//! Run configuration of a cascade simulation
//!
//! Where [`SimulationParameters`](crate::models::SimulationParameters) says
//! WHAT is leached, [`RunConfiguration`] says HOW it is integrated: horizon,
//! step size, number of stages, feed and clamp policy.

use serde::{Deserialize, Serialize};

use crate::error::{LeachError, LeachResult};
use crate::models::ClampPolicy;
use crate::physics::Inlet;

/// Largest number of integration steps a run may request
///
/// Every step stores one state per stage, so the cap also bounds the memory
/// of a [`CascadeResult`](crate::solver::CascadeResult).
pub const MAX_TIME_STEPS: usize = 10_000_000;

/// Configuration of one cascade run
///
/// # Example
///
/// ```rust
/// use leach_rs::solver::RunConfiguration;
///
/// let config = RunConfiguration::default();
/// assert_eq!(config.time_steps(), 900);
///
/// let short = RunConfiguration::default().with_total_time(10.0).with_stages(1);
/// assert!(short.validate().is_ok());
/// assert_eq!(short.time_steps(), 20);
/// ```
#[derive(Debug, Clone, PartialEq, Serialize, Deserialize)]
#[serde(default)]
pub struct RunConfiguration {
    /// Simulated horizon **\[h\]**
    pub total_time: f64,

    /// Fixed integration step **\[h\]**
    pub time_step: f64,

    /// Number of stacked bed sections (stage 0 is the top)
    pub stages: usize,

    /// Concentrations fed to stage 0
    pub feed: Inlet,

    /// Projection applied after every step
    pub clamp: ClampPolicy,
}

impl Default for RunConfiguration {
    fn default() -> Self {
        Self {
            total_time: 450.0,
            time_step: 0.5,
            stages: 3,
            feed: Inlet::PURE_WATER,
            clamp: ClampPolicy::Saturation,
        }
    }
}

impl RunConfiguration {
    /// Builder pattern: set the simulated horizon
    pub fn with_total_time(mut self, total_time: f64) -> Self {
        self.total_time = total_time;
        self
    }

    /// Builder pattern: set the integration step
    pub fn with_time_step(mut self, time_step: f64) -> Self {
        self.time_step = time_step;
        self
    }

    /// Builder pattern: set the number of stages
    pub fn with_stages(mut self, stages: usize) -> Self {
        self.stages = stages;
        self
    }

    /// Builder pattern: set the feed of stage 0
    pub fn with_feed(mut self, feed: Inlet) -> Self {
        self.feed = feed;
        self
    }

    /// Builder pattern: set the clamp policy
    pub fn with_clamp(mut self, clamp: ClampPolicy) -> Self {
        self.clamp = clamp;
        self
    }

    /// Number of integration steps, `round(total_time / time_step)`
    pub fn time_steps(&self) -> usize {
        ((self.total_time / self.time_step).round() as usize).max(1)
    }

    /// Last simulated time, `time_steps · time_step`
    pub fn final_time(&self) -> f64 {
        self.time_steps() as f64 * self.time_step
    }

    /// Validate configuration
    pub fn validate(&self) -> LeachResult<()> {
        if !self.total_time.is_finite() || self.total_time <= 0.0 {
            return Err(LeachError::configuration(format!(
                "total time must be positive, got {}",
                self.total_time
            )));
        }
        if !self.time_step.is_finite() || self.time_step <= 0.0 {
            return Err(LeachError::configuration(format!(
                "time step must be positive, got {}",
                self.time_step
            )));
        }
        if self.time_step > self.total_time {
            return Err(LeachError::configuration(format!(
                "time step {} exceeds total time {}",
                self.time_step, self.total_time
            )));
        }
        let ratio = (self.total_time / self.time_step).round();
        if !ratio.is_finite() || ratio > MAX_TIME_STEPS as f64 {
            return Err(LeachError::configuration(format!(
                "total time {} with time step {} needs {} steps, at most {} allowed",
                self.total_time, self.time_step, ratio, MAX_TIME_STEPS
            )));
        }
        if self.stages == 0 {
            return Err(LeachError::configuration("cascade needs at least one stage"));
        }
        for (label, value) in [("A", self.feed.a), ("B", self.feed.b)] {
            if !value.is_finite() || value < 0.0 {
                return Err(LeachError::configuration(format!(
                    "feed concentration of species {label} must be >= 0, got {value}"
                )));
            }
        }
        Ok(())
    }
}

// =================================================================================================
// Tests
// =================================================================================================

#[cfg(test)]
mod tests {
    use super::*;

    #[test]
    fn test_default_run() {
        let config = RunConfiguration::default();
        assert!(config.validate().is_ok());
        assert_eq!(config.time_steps(), 900);
        assert_eq!(config.final_time(), 450.0);
        assert_eq!(config.feed, Inlet::PURE_WATER);
        assert_eq!(config.clamp, ClampPolicy::Saturation);
    }

    #[test]
    fn test_step_count_rounds() {
        let config = RunConfiguration::default().with_total_time(1.0).with_time_step(0.3);
        assert_eq!(config.time_steps(), 3);

        let config = RunConfiguration::default().with_total_time(1.0).with_time_step(0.1);
        assert_eq!(config.time_steps(), 10);
    }

    #[test]
    fn test_invalid_configurations() {
        let cases = [
            RunConfiguration::default().with_total_time(0.0),
            RunConfiguration::default().with_total_time(f64::INFINITY),
            RunConfiguration::default().with_time_step(-0.5),
            RunConfiguration::default().with_time_step(f64::NAN),
            RunConfiguration::default().with_total_time(1.0).with_time_step(2.0),
            RunConfiguration::default().with_stages(0),
            RunConfiguration::default().with_feed(Inlet::new(-1.0, 0.0)),
        ];
        for config in cases {
            assert!(config.validate().unwrap_err().is_configuration(), "{config:?}");
        }
    }

    #[test]
    fn test_step_count_is_bounded() {
        for total_time in [1e30, 1e12, f64::MAX] {
            let config = RunConfiguration::default().with_total_time(total_time);
            let error = config.validate().unwrap_err();
            assert!(error.is_configuration(), "{total_time}");
            assert!(error.to_string().contains("at most"));
        }

        let tiny_step = RunConfiguration::default().with_total_time(1.0).with_time_step(1e-300);
        assert!(tiny_step.validate().is_err());

        let limit = RunConfiguration::default()
            .with_total_time(MAX_TIME_STEPS as f64)
            .with_time_step(1.0);
        assert!(limit.validate().is_ok());
        assert_eq!(limit.time_steps(), MAX_TIME_STEPS);

        let over = limit.with_total_time(MAX_TIME_STEPS as f64 + 1.0);
        assert!(over.validate().is_err());
    }

    #[test]
    fn test_json_round_trip() {
        let config = RunConfiguration::default()
            .with_stages(5)
            .with_feed(Inlet::new(250.0, 20.0))
            .with_clamp(ClampPolicy::NonNegative);
        let json = serde_json::to_string(&config).unwrap();
        let parsed: RunConfiguration = serde_json::from_str(&json).unwrap();
        assert_eq!(parsed, config);

        let partial: RunConfiguration = serde_json::from_str(r#"{ "stages": 1 }"#).unwrap();
        assert_eq!(partial.stages, 1);
        assert_eq!(partial.time_step, 0.5);
    }
}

● BRIEF: Find the word "over" in the entries and show each line where it is found.

● SOLUTION FOR THIS EXERCISE:
        let over = limit.with_total_time(MAX_TIME_STEPS as f64 + 1.0);
        assert!(over.validate().is_err());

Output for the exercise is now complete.